Section II. Objectives for the Summer Session.
This section recommends four major objectives for the summer session: to
begin to construct the outlines of a broad consensus compatible with the
full range of basic U.S. interests; to
form a broader common front of states with similar interests to
demonstrate well in advance the futility of attempting to outvote the
U.S., thus leaving adequate time for
negotiation; to gain a better understanding of what may be acceptable to
other states so that our instructions for the Conference can be formed
in a manner that reduces the need for urgent high-level decisions in
Washington during the Conference; and to ensure sufficient technical
preparations so that the main issues are fairly clearly understood at
the Conference and as many important issues as possible are settled in
advance. On the straits issue, it is recommended that concentration be
placed on the formation of a broad common front of states with similar
interests, while continuing our dialogue with straits states and
maintaining strong opposition to their innocent passage proposal. As to
the question of coastal state resource jurisdiction, it is recommended
that the U.S. work with the coastal state
majority, in particular in private exploratory discussions with the
moderate developing coastal states favoring a 200-mile resource zone on
the substance of coastal state jurisdiction and on an overall Law of the
Sea package involving the full range of U.S. interests. While maintaining our opposition to
exclusive coastal state jurisdiction, we would not in those discussions
indicate that we would oppose a 200-mile resource zone if our
substantive interests were accommodated. At the same time, we would
maintain close contact with the distant water fishing states and the
landlocked/shelf-locked states that must eventually be brought along,
and would remind the coastal states of that necessity.

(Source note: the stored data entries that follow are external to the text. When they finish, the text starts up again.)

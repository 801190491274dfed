use crate::directory::{DirectoryStats, InvestorPage};
use crate::ingestion::{ScrapeAccepted, ScrapeOverview};
use async_trait::async_trait;
use serde::de::DeserializeOwned;
use serde_json::Value;
use std::time::Duration;

#[derive(thiserror::Error, Debug)]
pub enum ClientError {
    #[error("http error: {0}")]
    Http(String),
    #[error("server returned {status}: {message}")]
    Status { status: u16, message: String },
    #[error("invalid response: {0}")]
    InvalidResponse(String),
}

/// 目录服务的只读/提交接口，刷新逻辑只依赖这个 trait
#[async_trait]
pub trait DirectoryApi: Send + Sync {
    async fn fetch_investors(&self, limit: u64) -> Result<InvestorPage, ClientError>;
    async fn fetch_stats(&self) -> Result<DirectoryStats, ClientError>;
    async fn fetch_sources(&self) -> Result<ScrapeOverview, ClientError>;
    async fn submit_scrape(&self, source: &str, limit: i64)
        -> Result<ScrapeAccepted, ClientError>;
}

#[derive(Clone)]
pub struct HttpDirectoryClient {
    client: reqwest::Client,
    base_url: String,
}

impl HttpDirectoryClient {
    pub fn new(base_url: &str, timeout: Duration) -> Result<Self, ClientError> {
        let client = reqwest::Client::builder()
            .timeout(timeout)
            .build()
            .map_err(|e| ClientError::Http(e.to_string()))?;
        Ok(Self {
            client,
            base_url: base_url.trim_end_matches('/').to_string(),
        })
    }

    fn url(&self, path: &str) -> String {
        format!("{}{}", self.base_url, path)
    }

    async fn read_json<T: DeserializeOwned>(resp: reqwest::Response) -> Result<T, ClientError> {
        let status = resp.status();
        let raw = resp
            .text()
            .await
            .map_err(|e| ClientError::Http(e.to_string()))?;

        if !status.is_success() {
            // 服务端错误体是 { "error": "..." }
            let message = serde_json::from_str::<Value>(&raw)
                .ok()
                .and_then(|v| v.get("error").and_then(|e| e.as_str()).map(str::to_string))
                .unwrap_or(raw);
            return Err(ClientError::Status {
                status: status.as_u16(),
                message,
            });
        }

        serde_json::from_str(&raw)
            .map_err(|e| ClientError::InvalidResponse(format!("json parse failed: {e}")))
    }
}

#[async_trait]
impl DirectoryApi for HttpDirectoryClient {
    async fn fetch_investors(&self, limit: u64) -> Result<InvestorPage, ClientError> {
        let resp = self
            .client
            .get(self.url("/investors"))
            .query(&[("limit", limit.to_string())])
            .send()
            .await
            .map_err(|e| ClientError::Http(e.to_string()))?;
        Self::read_json(resp).await
    }

    async fn fetch_stats(&self) -> Result<DirectoryStats, ClientError> {
        let resp = self
            .client
            .get(self.url("/stats"))
            .send()
            .await
            .map_err(|e| ClientError::Http(e.to_string()))?;
        Self::read_json(resp).await
    }

    async fn fetch_sources(&self) -> Result<ScrapeOverview, ClientError> {
        let resp = self
            .client
            .get(self.url("/scrape"))
            .send()
            .await
            .map_err(|e| ClientError::Http(e.to_string()))?;
        Self::read_json(resp).await
    }

    async fn submit_scrape(
        &self,
        source: &str,
        limit: i64,
    ) -> Result<ScrapeAccepted, ClientError> {
        let body = serde_json::json!({ "type": source, "limit": limit });
        let resp = self
            .client
            .post(self.url("/scrape"))
            .json(&body)
            .send()
            .await
            .map_err(|e| ClientError::Http(e.to_string()))?;
        Self::read_json(resp).await
    }
}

Section IV. Pollution. This section presents
recommendations on vessel source pollution designed to support the
U.S. position that vessel source
pollution standards should be exclusively international. Measures
designed to strengthen IMCO are
outlined in order to respond to the need to demonstrate the adequacy of
the system for promulgating international standards. To protect against
abusive actions and ensure more responsible behavior, all pollution
control actions undertaken pursuant to the LOS treaty would be subject to a satisfactory compulsory
dispute mechanism to which immediate access can be had. It is suggested
that existing rights, including those relating to the right of approach
and port and flag state enforcement actions, be spelled out in the
treaty. In recognition of the need for effective enforcement and the
desire for coastal state pollution controls, a highly circumscribed
coastal state enforcement right is recommended. The report recommends
three pollution liability objectives, and ideas to achieve them are set
out. Military vessels and aircraft would be exempt from the treaty’s
pollution control provisions.
Section V. Provisional Application of the
Treaty. This section presents recommendations on the
provisional application of the treaty in the period between signature
and its entry into force. The U.S. has
already proposed such application for the deep seabeds regime and
machinery. Provisional application of other aspects of the treaty, it is
believed, would be in the interest of the U.S., provided it were done in a way which encourages
prompt ratification of the treaty. Support for provisional application
would be indicated in light of its effect on substantive objectives and
relevant tactical circumstances.
Section VI. Seabeds Resources: The Intermediate Zone
and the Continental Shelf Convention. This section discusses
the relationship between our intermediate zone proposal and the
exclusive economic zone advocated by certain states, and proposes that
the five points in the President’s Oceans Policy Statement be made
applicable to all seabed resources under coastal state jurisdiction
beyond the territorial sea, but with our interim leasing policy
continuing to apply only beyond a depth of 200 meters. Flexibility on
whether revenue sharing should begin at 200 meters or at 12 miles
(coupled with a grandfather clause) is recommended.
Section VII. Compulsory Dispute Settlement.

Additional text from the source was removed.